Parallel program complex
for simulation of 3D problems of continuous media dynamics

Authors: Prof. Boris N. Chetverushkin, Dr. Ilya V. Abalakin, Dr. Tatiana K. Kozubskaya,
Dr. Eugene V. Shilnikov, Dr. Mikhail A. Shoomkov
E-mails: shiva@imamod.ru, tata@imamod.ru

     

Introduction

 

Numerical Algorithm

 

Parallel Implementation

 

Results of Test Problem Simulation

 

Comparison of Different Computer Systems

 

References


Introduction.
The problem is extremely actual for modern aerospace applications of detailed investigation of the oscillating regimes in transsonic and supersonic viscous gas flows over various bodies. Under certain freestream conditions such flows may be characterized by regular self-induced pressure oscillations. Their frequency, amplitude and harmonic properties depend upon the body geometry and external flow conditions. It is possible that these pulsations may have a destructive influence upon mechanical properties of the different aircraft parts especially in the resonant case. From mathematical point of view such 3D problems are quite difficult for numerical simulation and are a subject of interest for many scientific laboratories. The program package for the simulation of such problems is developped in our Institute. It is designed for using on high performance multiprocessor computer systems.

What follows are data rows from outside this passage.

use anyhow::Context;
use clap::{Parser, Subcommand};
use dotenv::dotenv;
use std::env;
use std::path::PathBuf;

use hr_vectors::config::Settings;
use hr_vectors::embedding::OpenAiEmbedder;
use hr_vectors::store::QdrantStore;
use hr_vectors::update::UpdatePlan;
use hr_vectors::{audit, search, seed, update, DEFAULT_LOG_FILTER};

#[derive(Parser)]
#[command(name = "hr-vectors")]
#[command(about = "Seed, search, update and audit the HR vector collections", long_about = None)]
struct Cli {
    #[command(subcommand)]
    command: Commands,
}

#[derive(Subcommand)]
enum Commands {
    /// Create the collections and load the glossary, SQL history and catalog
    Seed,
    /// Search all three collections with one question
    Query {
        /// Question to embed
        query: Option<String>,
        #[arg(long, default_value_t = search::DEFAULT_LIMIT)]
        limit: u64,
    },
    /// Apply an update plan and record the change history
    Update {
        /// JSON plan; the built-in demo plan is used when omitted
        #[arg(long)]
        plan: Option<PathBuf>,
    },
    /// Report the change history
    Audit {
        /// Glossary term whose full history is shown
        #[arg(long, default_value_t = 1)]
        id: u64,
    },
}

#[actix_rt::main]
async fn main() -> anyhow::Result<()> {
    dotenv().ok();
    if env::var("RUST_LOG").is_err() {
        env::set_var("RUST_LOG", DEFAULT_LOG_FILTER);
    }
    env_logger::init();

    let cli = Cli::parse();
    let settings = Settings::from_env()?;

    let store = QdrantStore::connect(&settings.qdrant_url)?;

    match cli.command {
        Commands::Seed => {
            let embedder = OpenAiEmbedder::from_settings(&settings)?;
            let summary = seed::seed_all(&store, &embedder)
                .await
                .context("seeding failed")?;
            println!("{}", seed::render_summary(&summary));
        }
        Commands::Query { query, limit } => {
            let embedder = OpenAiEmbedder::from_settings(&settings)?;
            let query = query.unwrap_or_else(|| search::DEFAULT_QUERY.to_string());
            let report = search::search_all(&store, &embedder, &query, limit)
                .await
                .context("search failed")?;
            print!("{}", search::render_report(&report));
        }
        Commands::Update { plan } => {
            let embedder = OpenAiEmbedder::from_settings(&settings)?;
            let plan = match plan {
                Some(path) => UpdatePlan::load(&path)?,
                None => UpdatePlan::builtin(),
            };
            let report = update::apply_plan(&store, &embedder, &plan)
                .await
                .context("update failed")?;
            print!("{}", update::render_report(&report));
        }
        Commands::Audit { id } => {
            print!("{}", audit::run_audit(&store, id).await?);
        }
    }

    Ok(())
}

Making choice of numerical method we have to take into account the fact that to predict a detailed structure of unsteady viscous compressible gas flow we need to use high performance parallel computer systems. The opinion is widely spread that for viscous gas flow simulation we have to use only implicit schemes because of their good stability properties. When modeling the stationary problems we usually don't interested in the details of stabilization process. So it is naturally to use some implicit scheme which permits the program to run with large time step. In the case of essentially unsteady flow, especially for oscillating regimes, we have to receive detailed information about high frequency pulsations of gas dynamic parameters. This fact limits the time step acceptable for the difference scheme by the accuracy requirements. For many interesting problems these limitations neutralize the advantages of implicit schemes. So for such problems the explicit difference schemes seem to be preferable because of their simplicity for program realization, especially for parallel implementation. For this reason one of the explicit versions of original algorithms named kinetically consistent finite difference (KCFD) schemes (see [1]) was selected for numerical simulation of essentially unsteady viscous gas flows.

Numerical Algorithm.
The kinetic schemes differ from the other algorithms primarily in that the basis for their foundation is the discrete model for one-particle distribution function. The averaging of this model by the molecular velocities with the collision vector components results in the production of the difference schemes for gas dynamic parameters. The successful experience in solving various gas dynamic problems by means of such schemes [2, 3,4] showed that they describe viscous heat conducting flows as good as other (non kinetic) difference schemes for Navier-Stokes equations where the last are applicable. In addition, these schemes permit to calculate oscillating regimes in super- and transsonic gas flows, which are very difficult for modeling by means of other algorithms. It's also must be mentioned that the numerical algorithms for KCFD schemes are very convenient for the adaptation on the massively parallel computer systems with distributed memory architecture. This fact gives the opportunity to use very fine meshes, which permit to study the fine structure of flow.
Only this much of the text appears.